House of Commons Library briefing amended – no longer any mention of re-establishing or reinstating a legal duty to provide.

On November 20th we contacted the House of Commons library to ask if its briefing paper for Clive Efford’s NHS (Amended Duties and Powers) Bill could be corrected.

The library provided a very prompt and constructive response, and the briefing paper has now been changed, so it no longer refers to the Bill reinstating or re-establishing a duty on the Secretary of State to provide health services.

The amended House of Commons briefing paper on the Clive Efford’s NHS (Amended Duties and Powers) Bill is here.

 


Response to Clive Efford MP’s legal advice on Secretary of State’s ‘duty to provide’

The National Health Service (Amended Duties and Powers) Bill received its second reading last Friday in the House of Commons.

One of the issues that has arisen is whether it would re-establish the legal duty of the Secretary of State to provide key health services – a major controversy during the passage of the 2012 Health and Social Care Act. Professor Allyson Pollock, barrister Peter Roderick and David Price have said that it does not, see their statement here.

Peter Roderick clashed with Clive Efford MP, the Bill’s promoter on Friday, 21 November – see his account here.

On Monday 24 November, Mr Efford put David Lock QC’s advice on his website, maintaining that the duty would be restored. This advice is here.

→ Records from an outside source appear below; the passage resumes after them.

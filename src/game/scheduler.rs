use std::time::{Duration, Instant};

/// Identifies one arming of a [`Scheduler`].  Every call to
/// [`Scheduler::arm()`] yields a handle that no earlier call has produced.
#[derive(Clone, Copy, Debug, Eq, Hash, Ord, PartialEq, PartialOrd)]
pub(crate) struct TimerHandle(u64);

#[derive(Clone, Copy, Debug, Eq, PartialEq)]
struct Timer {
    handle: TimerHandle,
    interval: Duration,
    deadline: Instant,
}

/// A single repeating tick timer.
///
/// The scheduler never runs anything itself: the event loop asks it whether
/// a tick is due via [`Scheduler::poll()`], and at most one tick is reported
/// per call, so a tick can never start while another is being processed.
#[derive(Clone, Debug, Default, Eq, PartialEq)]
pub(crate) struct Scheduler {
    timer: Option<Timer>,
    generation: u64,
}

impl Scheduler {
    pub(crate) fn new() -> Scheduler {
        Scheduler::default()
    }

    /// Start firing every `interval`, first at `now + interval`.  Any
    /// previously armed timer is discarded.
    pub(crate) fn arm(&mut self, interval: Duration, now: Instant) -> TimerHandle {
        self.generation += 1;
        let handle = TimerHandle(self.generation);
        self.timer = Some(Timer {
            handle,
            interval,
            deadline: now + interval,
        });
        handle
    }

    /// Stop firing.  Does nothing if the scheduler is not armed.
    pub(crate) fn disarm(&mut self) {
        self.timer = None;
    }

    #[cfg(test)]
    pub(crate) fn is_armed(&self) -> bool {
        self.timer.is_some()
    }

    #[cfg(test)]
    pub(crate) fn interval(&self) -> Option<Duration> {
        self.timer.map(|t| t.interval)
    }

    /// If the armed timer's deadline has been reached, schedule the next one
    /// relative to `now` and return the timer's handle.
    pub(crate) fn poll(&mut self, now: Instant) -> Option<TimerHandle> {
        let timer = self.timer.as_mut()?;
        if now < timer.deadline {
            return None;
        }
        timer.deadline = now + timer.interval;
        Some(timer.handle)
    }

    /// How long until the armed timer fires, or `None` if not armed
    pub(crate) fn time_until_due(&self, now: Instant) -> Option<Duration> {
        self.timer
            .map(|t| t.deadline.saturating_duration_since(now))
    }
}
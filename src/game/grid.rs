use std::fmt;

/// A cell on the playing field.
///
/// Coordinates are signed so that a head which has just left the field (e.g.,
/// `x == -1`) is still representable and can be detected as a collision.
#[derive(Clone, Copy, Debug, Default, Eq, Hash, PartialEq)]
pub(crate) struct Cell {
    pub(crate) x: i32,
    pub(crate) y: i32,
}

impl Cell {
    pub(crate) const fn new(x: i32, y: i32) -> Cell {
        Cell { x, y }
    }
}

impl fmt::Display for Cell {
    fn fmt(&self, f: &mut fmt::Formatter<'_>) -> fmt::Result {
        write!(f, "({}, {})", self.x, self.y)
    }
}

/// Dimensions of the playing field, in cells
#[derive(Clone, Copy, Debug, Eq, PartialEq)]
pub(crate) struct GridSize {
    pub(crate) width: i32,
    pub(crate) height: i32,
}

impl GridSize {
    pub(crate) const fn new(width: i32, height: i32) -> GridSize {
        GridSize { width, height }
    }

    pub(crate) fn contains(self, cell: Cell) -> bool {
        in_bounds(cell, self.width, self.height)
    }

    /// Iterate over every cell in the field in row-major order
    pub(crate) fn cells(self) -> impl Iterator<Item = Cell> {
        (0..self.height).flat_map(move |y| (0..self.width).map(move |x| Cell::new(x, y)))
    }
}

/// Returns true iff `0 <= cell.x < width` and `0 <= cell.y < height`
pub(crate) fn in_bounds(cell: Cell, width: i32, height: i32) -> bool {
    (0..width).contains(&cell.x) && (0..height).contains(&cell.y)
}
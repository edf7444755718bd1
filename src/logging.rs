use log::{LevelFilter, SetLoggerError};
use simplelog::{ConfigBuilder, WriteLogger};
use std::path::Path;
use thiserror::Error;

/// Send log messages at or above `level` to the file at `path`, appending to
/// any existing contents.  The terminal is owned by the game screen, so
/// nothing is logged to stderr.
pub(crate) fn init(path: &Path, level: LevelFilter) -> Result<(), LoggingError> {
    if level == LevelFilter::Off {
        return Ok(());
    }
    if let Some(parent) = path.parent().filter(|p| !p.as_os_str().is_empty()) {
        fs_err::create_dir_all(parent).map_err(LoggingError::Mkdir)?;
    }
    let file = fs_err::OpenOptions::new()
        .create(true)
        .append(true)
        .open(path)
        .map_err(LoggingError::Open)?;
    let config = ConfigBuilder::new()
        .add_filter_allow_str(env!("CARGO_CRATE_NAME"))
        .set_time_format_rfc3339()
        .build();
    WriteLogger::init(level, config, file)?;
    Ok(())
}

#[derive(Debug, Error)]
pub(crate) enum LoggingError {
    #[error("failed to create log directory")]
    Mkdir(#[source] std::io::Error),
    #[error("failed to open log file")]
    Open(#[source] std::io::Error),
    #[error("failed to install logger")]
    Install(#[from] SetLoggerError),
}
pub mod identity;
pub mod messages;

pub use identity::{IdentityService, NewUser};
pub use messages::MessageService;
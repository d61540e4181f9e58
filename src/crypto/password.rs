use argon2::{
    password_hash::{rand_core::OsRng, PasswordHash, PasswordHasher, PasswordVerifier, SaltString},
    Algorithm, Argon2, Params, Version,
};

use crate::error::AppError;

/// Work-factor knobs for the password hashing scheme.
#[derive(Debug, Clone)]
pub struct HashingParams {
    pub memory_kib: u32,
    pub iterations: u32,
    pub parallelism: u32,
}

impl Default for HashingParams {
    fn default() -> Self {
        Self {
            memory_kib: Params::DEFAULT_M_COST,
            iterations: Params::DEFAULT_T_COST,
            parallelism: Params::DEFAULT_P_COST,
        }
    }
}

fn build_hasher(params: &HashingParams) -> Result<Argon2<'static>, AppError> {
    let params = Params::new(params.memory_kib, params.iterations, params.parallelism, None)
        .map_err(|e| AppError::Config(format!("Invalid hashing parameters: {}", e)))?;
    Ok(Argon2::new(Algorithm::Argon2id, Version::V0x13, params))
}

/// Hash a password with Argon2id into a salted PHC string
pub fn hash_password(password: &str, params: &HashingParams) -> Result<String, AppError> {
    let salt = SaltString::generate(&mut OsRng);

    let hash = build_hasher(params)?
        .hash_password(password.as_bytes(), &salt)
        .map_err(|e| AppError::Crypto(format!("Password hashing failed: {}", e)))?;

    Ok(hash.to_string())
}

/// Verify a password against a stored PHC hash
pub fn verify_password(stored_hash: &str, password: &str) -> Result<bool, AppError> {
    let parsed = PasswordHash::new(stored_hash)
        .map_err(|e| AppError::Crypto(format!("Invalid stored password hash: {}", e)))?;

    // The cost parameters and salt travel inside the PHC string
    match Argon2::default().verify_password(password.as_bytes(), &parsed) {
        Ok(()) => Ok(true),
        Err(argon2::password_hash::Error::Password) => Ok(false),
        Err(e) => Err(AppError::Crypto(format!("Password verification failed: {}", e))),
    }
}

#[cfg(test)]
mod tests {
    use super::*;

    fn test_params() -> HashingParams {
        // Lightest cost that argon2 accepts, to keep the suite fast
        HashingParams {
            memory_kib: 1024,
            iterations: 1,
            parallelism: 1,
        }
    }

    #[test]
    fn test_hash_verify() {
        let password = "test_password_123";

        let hash = hash_password(password, &test_params()).unwrap();
        assert!(verify_password(&hash, password).unwrap());
        assert!(!verify_password(&hash, "wrong_password").unwrap());
    }

    #[test]
    fn test_same_password_hashes_differently() {
        let a = hash_password("same_password", &test_params()).unwrap();
        let b = hash_password("same_password", &test_params()).unwrap();
        assert_ne!(a, b);
    }

    #[test]
    fn test_corrupt_stored_hash_is_an_error() {
        assert!(verify_password("not-a-phc-string", "anything").is_err());
    }
}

Peter Roderick has written to Mr Efford asking for a further explanation, as it clearly does not. Below is his letter.

 

24 November 2014

Dear Mr Efford,

Thank you for putting the advice of Mr David Lock QC on your website and for directing us to it: ‘Secretary of State’s duty to promote a comprehensive health servicehttp://www.cliveefford.org.uk/promoting#_ftn1

I think it is an excellent overview of the legal position – except on the key point of disagreement between us last Friday. (Or perhaps on another point as well, but I wish to focus here on the one which is not a matter of legal argument.)

He writes in paragraph 20:

“Clause 3 of the National Health Service (Amended Duties and Powers) Bill restores the wording of section 3(1) in the 2006 Act.   Thus if the present Bill is passed, the Secretary of State would re-acquire the legal duty to provide acute services to NHS patients to meet all reasonable requirements.”

Section 3(1) of the 2006 Act before 2012, as he sets out, opens as follows:

“The Secretary of State must provide throughout England, to such extent as he considers necessary to meet all reasonable requirements—[the listed services]”

The relevant part of Clause 3 of your Bill reads as follows:

“The Secretary of State must arrange for the provision of the following to such extent as he considers necessary to meet all reasonable requirements— [the listed services]”

It can be seen that the duty to provide throughout England has been changed to a duty to arrange provision, and the words ‘throughout England’ have been dropped; ‘arrange provision’ means ‘to commission’.

I am perplexed as to why Mr Lock states that Clause 3 restores the wording of section 3(1), and that the Secretary of State would re-acquire the legal duty to provide the relevant services. It clearly doesn’t.

Would you be able to ask him if he can explain?